Each line from the start of the data below through the one containing "- Guest RSVPs" must be reproduced exactly.

BEGIN STORED DATA

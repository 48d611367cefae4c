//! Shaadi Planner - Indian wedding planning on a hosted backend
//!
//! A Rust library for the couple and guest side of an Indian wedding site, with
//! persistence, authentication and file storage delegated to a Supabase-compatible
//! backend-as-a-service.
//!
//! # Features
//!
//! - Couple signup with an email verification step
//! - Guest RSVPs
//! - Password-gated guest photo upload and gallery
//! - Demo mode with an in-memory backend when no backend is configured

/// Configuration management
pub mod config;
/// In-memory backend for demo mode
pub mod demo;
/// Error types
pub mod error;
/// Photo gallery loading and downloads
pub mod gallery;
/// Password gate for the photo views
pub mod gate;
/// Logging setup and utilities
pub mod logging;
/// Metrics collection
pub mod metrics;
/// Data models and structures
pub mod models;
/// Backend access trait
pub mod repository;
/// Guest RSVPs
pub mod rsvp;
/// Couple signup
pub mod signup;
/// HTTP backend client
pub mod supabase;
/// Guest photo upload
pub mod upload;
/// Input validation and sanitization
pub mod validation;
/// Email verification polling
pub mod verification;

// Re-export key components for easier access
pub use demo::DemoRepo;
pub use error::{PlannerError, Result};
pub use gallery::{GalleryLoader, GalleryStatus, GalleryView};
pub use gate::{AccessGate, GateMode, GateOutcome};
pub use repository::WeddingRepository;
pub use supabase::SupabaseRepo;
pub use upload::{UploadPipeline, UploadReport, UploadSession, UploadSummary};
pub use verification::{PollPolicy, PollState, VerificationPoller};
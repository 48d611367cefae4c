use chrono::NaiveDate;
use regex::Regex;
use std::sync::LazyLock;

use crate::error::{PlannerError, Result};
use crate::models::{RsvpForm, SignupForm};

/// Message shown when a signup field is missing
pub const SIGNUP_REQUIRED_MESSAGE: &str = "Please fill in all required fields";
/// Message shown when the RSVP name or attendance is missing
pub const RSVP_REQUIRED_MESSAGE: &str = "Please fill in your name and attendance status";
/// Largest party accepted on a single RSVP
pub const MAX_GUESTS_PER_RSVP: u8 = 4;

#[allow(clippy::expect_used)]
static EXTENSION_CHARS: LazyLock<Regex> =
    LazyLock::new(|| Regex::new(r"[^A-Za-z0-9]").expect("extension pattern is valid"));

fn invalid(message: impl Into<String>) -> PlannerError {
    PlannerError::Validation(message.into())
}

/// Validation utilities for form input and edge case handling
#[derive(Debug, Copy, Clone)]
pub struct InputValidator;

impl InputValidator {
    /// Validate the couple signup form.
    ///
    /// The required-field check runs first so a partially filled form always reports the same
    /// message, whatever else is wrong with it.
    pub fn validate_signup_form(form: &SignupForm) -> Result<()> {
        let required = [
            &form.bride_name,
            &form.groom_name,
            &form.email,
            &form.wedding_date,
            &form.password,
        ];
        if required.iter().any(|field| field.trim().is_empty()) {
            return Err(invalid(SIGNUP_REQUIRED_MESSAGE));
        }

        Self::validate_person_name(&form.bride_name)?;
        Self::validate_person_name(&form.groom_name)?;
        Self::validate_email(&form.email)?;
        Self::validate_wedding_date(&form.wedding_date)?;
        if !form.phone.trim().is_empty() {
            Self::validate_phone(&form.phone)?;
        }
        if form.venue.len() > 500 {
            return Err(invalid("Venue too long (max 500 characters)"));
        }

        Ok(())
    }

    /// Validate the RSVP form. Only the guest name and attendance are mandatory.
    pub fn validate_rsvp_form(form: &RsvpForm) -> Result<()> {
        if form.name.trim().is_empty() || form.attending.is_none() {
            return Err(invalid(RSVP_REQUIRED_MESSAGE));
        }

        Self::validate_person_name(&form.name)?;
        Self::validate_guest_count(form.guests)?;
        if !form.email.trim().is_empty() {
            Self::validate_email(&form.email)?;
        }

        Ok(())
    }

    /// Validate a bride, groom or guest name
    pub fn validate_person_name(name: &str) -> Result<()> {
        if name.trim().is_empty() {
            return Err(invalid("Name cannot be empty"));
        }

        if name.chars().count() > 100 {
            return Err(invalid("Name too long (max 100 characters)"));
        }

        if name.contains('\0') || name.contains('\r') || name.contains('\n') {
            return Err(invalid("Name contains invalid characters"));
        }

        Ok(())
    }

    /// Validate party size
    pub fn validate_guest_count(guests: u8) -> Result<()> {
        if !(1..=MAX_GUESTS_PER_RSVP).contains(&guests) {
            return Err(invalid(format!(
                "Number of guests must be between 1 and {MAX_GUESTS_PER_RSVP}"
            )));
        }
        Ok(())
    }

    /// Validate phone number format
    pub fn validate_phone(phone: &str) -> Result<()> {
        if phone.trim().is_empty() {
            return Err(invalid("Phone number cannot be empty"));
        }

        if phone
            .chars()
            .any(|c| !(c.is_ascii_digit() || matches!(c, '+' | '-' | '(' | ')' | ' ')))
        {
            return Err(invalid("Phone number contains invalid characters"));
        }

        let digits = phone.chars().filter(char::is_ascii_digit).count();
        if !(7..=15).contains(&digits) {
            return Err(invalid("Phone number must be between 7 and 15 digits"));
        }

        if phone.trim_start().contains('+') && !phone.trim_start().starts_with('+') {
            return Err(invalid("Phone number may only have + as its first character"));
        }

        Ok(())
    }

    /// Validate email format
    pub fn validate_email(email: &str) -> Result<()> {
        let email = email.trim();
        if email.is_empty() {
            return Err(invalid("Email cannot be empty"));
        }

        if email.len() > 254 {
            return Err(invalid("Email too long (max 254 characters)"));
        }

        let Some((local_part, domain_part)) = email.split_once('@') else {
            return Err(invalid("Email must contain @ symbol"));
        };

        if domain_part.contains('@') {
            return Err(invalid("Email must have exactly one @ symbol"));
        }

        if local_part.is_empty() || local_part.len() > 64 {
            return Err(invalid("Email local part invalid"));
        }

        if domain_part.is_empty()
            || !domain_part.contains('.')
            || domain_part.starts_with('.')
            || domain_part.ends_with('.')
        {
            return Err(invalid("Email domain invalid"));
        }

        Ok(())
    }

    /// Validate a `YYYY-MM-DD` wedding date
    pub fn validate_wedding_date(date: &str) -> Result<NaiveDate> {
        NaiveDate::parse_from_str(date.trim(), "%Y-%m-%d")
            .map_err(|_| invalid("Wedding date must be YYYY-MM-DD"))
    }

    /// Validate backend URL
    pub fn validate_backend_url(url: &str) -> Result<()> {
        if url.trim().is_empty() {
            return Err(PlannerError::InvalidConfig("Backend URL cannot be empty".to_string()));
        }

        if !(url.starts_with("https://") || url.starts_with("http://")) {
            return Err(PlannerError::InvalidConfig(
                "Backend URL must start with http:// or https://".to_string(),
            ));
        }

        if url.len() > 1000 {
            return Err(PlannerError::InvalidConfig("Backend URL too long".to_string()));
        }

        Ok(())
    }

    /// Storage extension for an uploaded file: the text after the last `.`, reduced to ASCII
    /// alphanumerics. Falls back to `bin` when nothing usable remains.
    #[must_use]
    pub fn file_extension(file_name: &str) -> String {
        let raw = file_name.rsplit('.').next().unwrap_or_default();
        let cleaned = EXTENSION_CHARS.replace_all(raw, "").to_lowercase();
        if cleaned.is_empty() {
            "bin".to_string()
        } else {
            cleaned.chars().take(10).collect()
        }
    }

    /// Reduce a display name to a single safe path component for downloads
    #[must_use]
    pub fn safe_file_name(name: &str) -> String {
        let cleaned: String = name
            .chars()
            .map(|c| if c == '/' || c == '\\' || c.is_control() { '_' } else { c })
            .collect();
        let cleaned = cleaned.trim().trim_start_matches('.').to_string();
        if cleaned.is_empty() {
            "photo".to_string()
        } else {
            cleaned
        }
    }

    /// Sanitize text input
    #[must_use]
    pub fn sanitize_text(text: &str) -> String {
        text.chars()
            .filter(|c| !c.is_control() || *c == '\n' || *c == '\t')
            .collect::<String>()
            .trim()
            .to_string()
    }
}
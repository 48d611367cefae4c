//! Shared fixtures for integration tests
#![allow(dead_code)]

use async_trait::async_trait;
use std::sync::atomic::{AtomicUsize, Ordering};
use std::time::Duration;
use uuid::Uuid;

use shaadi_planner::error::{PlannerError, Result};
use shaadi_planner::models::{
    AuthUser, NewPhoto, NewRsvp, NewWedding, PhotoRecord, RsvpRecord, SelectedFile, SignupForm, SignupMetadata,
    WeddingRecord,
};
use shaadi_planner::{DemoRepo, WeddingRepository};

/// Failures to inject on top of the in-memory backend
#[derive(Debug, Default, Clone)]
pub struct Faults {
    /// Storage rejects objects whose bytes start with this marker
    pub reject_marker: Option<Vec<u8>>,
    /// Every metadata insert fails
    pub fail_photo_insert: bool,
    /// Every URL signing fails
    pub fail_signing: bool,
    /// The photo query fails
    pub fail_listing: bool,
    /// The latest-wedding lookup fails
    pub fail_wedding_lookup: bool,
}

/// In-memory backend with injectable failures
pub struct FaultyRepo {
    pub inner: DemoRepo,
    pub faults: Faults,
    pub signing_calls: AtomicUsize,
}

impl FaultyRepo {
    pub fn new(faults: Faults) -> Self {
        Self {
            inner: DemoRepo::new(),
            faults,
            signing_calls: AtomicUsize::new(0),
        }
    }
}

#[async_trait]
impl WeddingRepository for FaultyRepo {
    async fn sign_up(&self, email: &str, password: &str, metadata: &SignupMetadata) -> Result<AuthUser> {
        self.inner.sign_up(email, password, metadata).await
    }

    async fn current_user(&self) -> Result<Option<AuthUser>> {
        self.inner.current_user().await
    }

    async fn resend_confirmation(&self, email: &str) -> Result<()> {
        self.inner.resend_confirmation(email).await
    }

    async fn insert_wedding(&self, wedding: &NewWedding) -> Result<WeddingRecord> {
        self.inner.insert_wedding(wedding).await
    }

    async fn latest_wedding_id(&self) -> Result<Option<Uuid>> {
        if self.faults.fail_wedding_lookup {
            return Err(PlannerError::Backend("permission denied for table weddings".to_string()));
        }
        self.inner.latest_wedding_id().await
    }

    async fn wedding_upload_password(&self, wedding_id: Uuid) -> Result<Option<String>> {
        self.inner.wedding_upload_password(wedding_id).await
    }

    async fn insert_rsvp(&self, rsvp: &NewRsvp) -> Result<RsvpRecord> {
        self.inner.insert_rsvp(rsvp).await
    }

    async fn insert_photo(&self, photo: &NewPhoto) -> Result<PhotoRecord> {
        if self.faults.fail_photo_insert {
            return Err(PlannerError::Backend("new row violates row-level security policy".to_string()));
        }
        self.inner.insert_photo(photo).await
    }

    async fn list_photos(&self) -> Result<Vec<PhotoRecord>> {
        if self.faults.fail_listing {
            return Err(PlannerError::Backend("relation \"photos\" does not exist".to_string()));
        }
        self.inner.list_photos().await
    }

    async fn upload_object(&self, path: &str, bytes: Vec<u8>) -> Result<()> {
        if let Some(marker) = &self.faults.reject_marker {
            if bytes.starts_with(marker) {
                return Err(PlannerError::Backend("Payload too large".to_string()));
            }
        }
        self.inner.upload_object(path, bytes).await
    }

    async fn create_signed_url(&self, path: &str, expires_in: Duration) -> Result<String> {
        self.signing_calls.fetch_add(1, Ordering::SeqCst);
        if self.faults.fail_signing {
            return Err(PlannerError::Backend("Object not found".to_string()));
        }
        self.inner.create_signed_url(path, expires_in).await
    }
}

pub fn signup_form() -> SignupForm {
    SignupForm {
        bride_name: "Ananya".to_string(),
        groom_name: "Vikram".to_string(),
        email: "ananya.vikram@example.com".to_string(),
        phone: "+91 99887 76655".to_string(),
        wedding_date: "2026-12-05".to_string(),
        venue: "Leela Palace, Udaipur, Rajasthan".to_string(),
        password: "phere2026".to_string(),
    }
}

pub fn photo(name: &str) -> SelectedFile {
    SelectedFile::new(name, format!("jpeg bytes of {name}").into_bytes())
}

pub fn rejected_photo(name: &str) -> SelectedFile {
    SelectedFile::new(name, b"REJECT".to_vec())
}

END STORED DATA

ANSWER TO THE EXERCISE:
repository 48d611367cefae4c
//! Shaadi Planner - Indian wedding planning on a hosted backend
//!
//! A Rust library for the couple and guest side of an Indian wedding site, with
//! persistence, authentication and file storage delegated to a Supabase-compatible
//! backend-as-a-service.
//!
//! # Features
//!
//! - Couple signup with an email verification step
//! - Guest RSVPs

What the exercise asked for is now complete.